The official said that KR forces instead abandoned the chemicals in the forest after
unsuccessful attempts to sell the chemicals to Thai traders.
Srey Snom Deputy Governor Touch Sim is clearly disturbed by the implications of the
linkage of the poisoning of the Stung Sreng river with alleged KR chemical warfare.
Sim limited his comment on the issue to saying only that "...speculation about
this matter might affect social and political stability".
Attack of the Puffer Fish
A WHO environmental specialist who spoke to the Post on condition of anonymity
said preliminary analysis of the fish flesh at WHO labs in Japan suggested a far
less sinister source of the poisoning.
"The fish samples being analyzed appear to belong to a species of naturally
toxic "puffer fish", similar to the famous fugu fish eaten in Japan,"
the source explained.
An independent American-based toxicologist consulted by the Post expressed skepticism
at the WHO findings, pointing out that Srey Snom residents had never before reported
poisonings connected to an indigenous fish species.
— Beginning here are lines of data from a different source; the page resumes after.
//! # Binary wire codec
//!
//! The tag-length-value wire format for [`tagwire_types`] messages.
//!
//! A message is encoded as a sequence of field frames, each
//! `[wire tag: 1][field id: 2, big-endian][payload]`, terminated by a lone
//! STOP byte. Payload layout depends on the wire tag alone, so a reader can
//! always skip a field it does not know; interpretation (string vs binary,
//! enum vs i32) comes from the declared schema type when the field id is
//! known.
//!
//! All multi-byte integers are big-endian. The byte layout is the
//! interoperability contract: independent implementations of the same schema
//! must agree on it bit-exactly.

pub mod binary_io;
pub mod error;
pub mod frame;
pub mod message;
pub mod serializer;
pub mod wire;

pub use binary_io::{BinaryReader, BinaryWriter, WriteLen};
pub use error::{CodecError, CodecResult};
pub use frame::{read_field_frame, write_field_frame, FieldFrame};
pub use message::{
    consume_message, read_field_value, read_message, write_field_value, write_message,
};
pub use serializer::BinaryCodec;
pub use wire::WireType;
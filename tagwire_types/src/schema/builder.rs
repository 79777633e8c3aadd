use crate::schema::{MessageDescriptor, MessageShape, Requirement};
use crate::value::{Message, Value};
use anyhow::{anyhow, Result};
use std::collections::BTreeMap;
use std::sync::Arc;

/// Mutable accumulation target for one message: decode feeds it
/// `(field id, value)` pairs, then freezes it into a [`Message`].
///
/// For union shapes, setting a field clears any previously set variant.
#[derive(Debug)]
pub struct MessageBuilder {
    descriptor: Arc<MessageDescriptor>,
    fields: BTreeMap<i16, Value>,
}

impl MessageBuilder {
    pub(crate) fn new(descriptor: Arc<MessageDescriptor>) -> Self {
        Self {
            descriptor,
            fields: BTreeMap::new(),
        }
    }

    pub fn descriptor(&self) -> &Arc<MessageDescriptor> {
        &self.descriptor
    }

    pub fn set(&mut self, field_id: i16, value: Value) -> &mut Self {
        if self.descriptor.shape() == MessageShape::Union {
            self.fields.clear();
        }
        self.fields.insert(field_id, value);
        self
    }

    pub fn is_set(&self, field_id: i16) -> bool {
        self.fields.contains_key(&field_id)
    }

    /// Names of required fields not yet set, in declaration order.
    pub fn missing_required(&self) -> Vec<&str> {
        self.descriptor
            .fields()
            .iter()
            .filter(|f| f.requirement == Requirement::Required && !self.is_set(f.id))
            .map(|f| f.name.as_str())
            .collect()
    }

    pub fn validate(&self) -> Result<()> {
        let missing = self.missing_required();
        if missing.is_empty() {
            return Ok(());
        }
        Err(anyhow!(
            "Missing required fields {} in message {}",
            missing.join(","),
            self.descriptor.name()
        ))
    }

    /// Freeze into an immutable message. Unset non-optional fields with a
    /// declared default receive it here; unions never backfill.
    pub fn build(mut self) -> Message {
        if self.descriptor.shape() != MessageShape::Union {
            for field in self.descriptor.fields() {
                if field.requirement == Requirement::Optional {
                    continue;
                }
                if let Some(default_value) = &field.default_value {
                    self.fields
                        .entry(field.id)
                        .or_insert_with(|| default_value.clone());
                }
            }
        }
        Message::new(self.descriptor, self.fields)
    }
}
use anyhow::Result;
use std::collections::{BTreeMap, BTreeSet};
use std::sync::Arc;
use tagwire_codec::{BinaryCodec, CodecError};
use tagwire_types::schema::{
    FieldDescriptor, LogicalType, MessageDescriptor, MessageShape, Requirement, SchemaRegistry,
};
use tagwire_types::value::Value;

fn map_schema() -> Result<Arc<MessageDescriptor>> {
    let mut registry = SchemaRegistry::new();
    let descriptor = registry.define_message(
        "demo.Ranks",
        MessageShape::Struct,
        vec![FieldDescriptor::new(
            1,
            "ranks",
            Requirement::Optional,
            LogicalType::Map(Box::new(LogicalType::I32), Box::new(LogicalType::Str)),
        )],
    )?;
    Ok(descriptor)
}

#[test]
fn map_entries_survive_any_wire_order() -> Result<()> {
    let descriptor = map_schema()?;

    // Hand-laid envelope with the two entries in descending key order.
    #[rustfmt::skip]
    let buf = [
        0x0d, 0x00, 0x01,       // map field, id 1
        0x08, 0x0b,             // key tag i32, value tag binary
        0x00, 0x00, 0x00, 0x02, // two entries
        0x00, 0x00, 0x00, 0x02, 0x00, 0x00, 0x00, 0x01, 0x62, // 2 -> "b"
        0x00, 0x00, 0x00, 0x01, 0x00, 0x00, 0x00, 0x01, 0x61, // 1 -> "a"
        0x00,                   // STOP
    ];

    let decoded = BinaryCodec::strict().from_bytes(&buf, &descriptor)?;
    let expected = Value::Map(BTreeMap::from([
        (Value::I32(1), Value::Str(String::from("a"))),
        (Value::I32(2), Value::Str(String::from("b"))),
    ]));
    assert_eq!(decoded.get(1), Some(&expected));

    // And our own encoding of the same value round-trips.
    let buf = BinaryCodec::strict().to_bytes(&decoded)?;
    let again = BinaryCodec::strict().from_bytes(&buf, &descriptor)?;
    assert_eq!(again, decoded);
    Ok(())
}

#[test]
fn set_deduplicates_repeated_wire_items() -> Result<()> {
    let mut registry = SchemaRegistry::new();
    let descriptor = registry.define_message(
        "demo.Tags",
        MessageShape::Struct,
        vec![FieldDescriptor::new(
            1,
            "tags",
            Requirement::Optional,
            LogicalType::Set(Box::new(LogicalType::Str)),
        )],
    )?;

    #[rustfmt::skip]
    let buf = [
        0x0e, 0x00, 0x01,       // set field, id 1
        0x0b,                   // item tag binary
        0x00, 0x00, 0x00, 0x02, // two items
        0x00, 0x00, 0x00, 0x01, 0x78, // "x"
        0x00, 0x00, 0x00, 0x01, 0x78, // "x" again
        0x00,                   // STOP
    ];

    let decoded = BinaryCodec::strict().from_bytes(&buf, &descriptor)?;
    let expected = Value::Set(BTreeSet::from([Value::Str(String::from("x"))]));
    assert_eq!(decoded.get(1), Some(&expected));
    Ok(())
}

#[test]
fn null_container_entries_fail_strict_and_drop_lenient() -> Result<()> {
    let mut registry = SchemaRegistry::new();
    let role = registry.define_enum("demo.Role", vec![(1, "USER")])?;
    let descriptor = registry.define_message(
        "demo.RoleMap",
        MessageShape::Struct,
        vec![
            FieldDescriptor::new(
                1,
                "by_rank",
                Requirement::Optional,
                LogicalType::Map(
                    Box::new(LogicalType::I32),
                    Box::new(LogicalType::Enum(Arc::clone(&role))),
                ),
            ),
            FieldDescriptor::new(
                2,
                "all",
                Requirement::Optional,
                LogicalType::List(Box::new(LogicalType::Enum(role))),
            ),
        ],
    )?;

    // Map value carries enum id 9, which this schema does not know.
    #[rustfmt::skip]
    let map_buf = [
        0x0d, 0x00, 0x01,
        0x08, 0x08,
        0x00, 0x00, 0x00, 0x01,
        0x00, 0x00, 0x00, 0x01, // key 1
        0x00, 0x00, 0x00, 0x09, // value: unknown enum id
        0x00,
    ];

    let err = BinaryCodec::strict()
        .from_bytes(&map_buf, &descriptor)
        .unwrap_err();
    assert!(matches!(err, CodecError::NullMapValue));

    let decoded = BinaryCodec::lenient().from_bytes(&map_buf, &descriptor)?;
    assert_eq!(decoded.get(1), Some(&Value::Map(BTreeMap::new())));

    // Same story for a list item.
    #[rustfmt::skip]
    let list_buf = [
        0x0f, 0x00, 0x02,
        0x08,
        0x00, 0x00, 0x00, 0x01,
        0x00, 0x00, 0x00, 0x09, // unknown enum id
        0x00,
    ];

    let err = BinaryCodec::strict()
        .from_bytes(&list_buf, &descriptor)
        .unwrap_err();
    assert!(matches!(err, CodecError::NullContainerItem("list")));

    let decoded = BinaryCodec::lenient().from_bytes(&list_buf, &descriptor)?;
    assert_eq!(decoded.get(2), Some(&Value::List(vec![])));
    Ok(())
}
"Why would an epidemic of poisonings happen very suddenly and with no history
of periodic poisoning?" the toxicologist told the Post by email. "I think
that traditional oral history in the villages would be pretty accurate as to when
or whether these fish may become naturally toxic."
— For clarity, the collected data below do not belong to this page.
// src/autograd/graph.rs

use log::{debug, trace};

use crate::autograd::BackwardOp;
use crate::graph::{Graph, GroupId, NodeId};

/// Work-stack entry for the iterative depth-first traversal. `Enter` expands
/// a node's parents (or, for a softmax member, its whole group); the exit
/// entries append to the order once everything they depend on is placed.
enum Visit {
    Enter(NodeId),
    Exit(NodeId),
    ExitGroup(GroupId),
}

/// One entry of the replay plan: a single node's backward step, or the joint
/// step of a whole softmax group.
#[derive(Debug, Clone, Copy, PartialEq)]
pub(crate) enum Step {
    Node(NodeId),
    Group(GroupId),
}

/// Replay schedule for one backward pass over the subgraph reachable from a
/// root.
pub(crate) struct BackwardPlan {
    /// Steps in topological order: every node step appears after the steps
    /// producing its parents, and every group step appears after the steps
    /// producing the group's inputs. Softmax members never appear as node
    /// steps; they replay only through their group's single entry.
    pub(crate) order: Vec<Step>,
}

/// Builds the replay plan of the subgraph reachable from `root`, walking
/// parent edges with an explicit work stack (no recursion, so depth is
/// bounded by heap, not the call stack).
///
/// A softmax group is scheduled as one unit: reaching any member marks every
/// member visited, descends into all of the group's inputs, and appends a
/// single group step once they are placed. The group step therefore precedes
/// every consumer of every member in the emitted order — also when that
/// consumer belongs to another softmax group, whose own step then sorts
/// strictly later. Ordinary nodes emit in the post-order of a depth-first
/// walk that expands parents in operand order; the visited set is a plain
/// boolean array indexed by node handle.
pub(crate) fn build_plan(graph: &Graph, root: NodeId) -> BackwardPlan {
    let mut order = Vec::new();
    let mut visited = vec![false; graph.len()];
    let mut stack = vec![Visit::Enter(root)];

    while let Some(visit) = stack.pop() {
        match visit {
            Visit::Enter(id) => {
                if visited[id.index()] {
                    continue;
                }
                if let BackwardOp::Softmax { group } = graph.data(id).op {
                    let members = graph.group(group);
                    for &output in &members.outputs {
                        visited[output.index()] = true;
                    }
                    stack.push(Visit::ExitGroup(group));
                    for &input in members.inputs.iter().rev() {
                        if !visited[input.index()] {
                            stack.push(Visit::Enter(input));
                        }
                    }
                    continue;
                }
                visited[id.index()] = true;
                stack.push(Visit::Exit(id));
                // Parents go on the stack in reverse operand order so they
                // are expanded in operand order, which keeps the emitted
                // sequence identical to the recursive formulation.
                for &parent in graph.parents(id).iter().rev() {
                    if !visited[parent.index()] {
                        stack.push(Visit::Enter(parent));
                    }
                }
            }
            Visit::Exit(id) => {
                trace!("build_plan: position {} -> {:?}", order.len(), id);
                order.push(Step::Node(id));
            }
            Visit::ExitGroup(group) => {
                trace!("build_plan: position {} -> {:?}", order.len(), group);
                order.push(Step::Group(group));
            }
        }
    }

    BackwardPlan { order }
}

impl Graph {
    /// Runs a backward pass from `root`: seeds `root`'s gradient with `1.0`,
    /// then replays every plan entry in reverse topological order,
    /// accumulating `d(root)/d(node)` into each node's gradient.
    ///
    /// Gradients of nodes outside the reachable subgraph are untouched.
    /// Repeated calls keep accumulating into non-root gradients (the seed
    /// overwrites only the root), so rebuild the graph or account for the
    /// sums when differentiating more than once.
    ///
    /// A softmax group replays as a single entry placed before every
    /// consumer of every member in the topological order, so the reverse
    /// sweep drains all of those consumers first — a downstream softmax
    /// group included, since its own entry sorts later and is swept earlier.
    /// By the time a group's joint step reads its members' gradients they
    /// are final, and the step runs exactly once per pass.
    pub fn backward(&mut self, root: NodeId) {
        let plan = build_plan(self, root);
        debug!(
            "backward() from root {:?}: {} step(s) in the plan",
            root,
            plan.order.len()
        );
        self.set_grad(root, 1.0);
        for &step in plan.order.iter().rev() {
            match step {
                Step::Node(id) => self.apply_backward(id),
                Step::Group(group) => self.softmax_backward(group),
            }
        }
    }
}

// --- Tests ---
Not necessarily, say Touch Seang Tana, a consultant at the Ministry of Fisheries
in Phnom Penh.
Tana notes that a similar case of fish-related poison deaths was documented by French
Protectorate authorities in 1958 in Stung Treng.
According to Tana, French authorities determined that two sub-species of dtrei Kampot,
the highly toxic tidal puffer fish and the spotted green puffer fish migrated downstream
from their normal upper river environment due to serious flooding.
CARERE's Sokun says the collapse of an Anlong Veng dike on May 23 might have caused
a toxic species of dtrei Kampot indigenous to the Anlong Veng district to migrate
downstream to the Srey Snom district.
Tana has no easy answers as to why other species of fish and the Stung Sreng river
itself have allegedly begun to show evidence of toxicity.
"I want to investigate and take blood samples ... and find out what really is
going on there [in Srey Snom]," Tana said. "But I have no money for this
kind of investigation, so all I can do is make assumptions."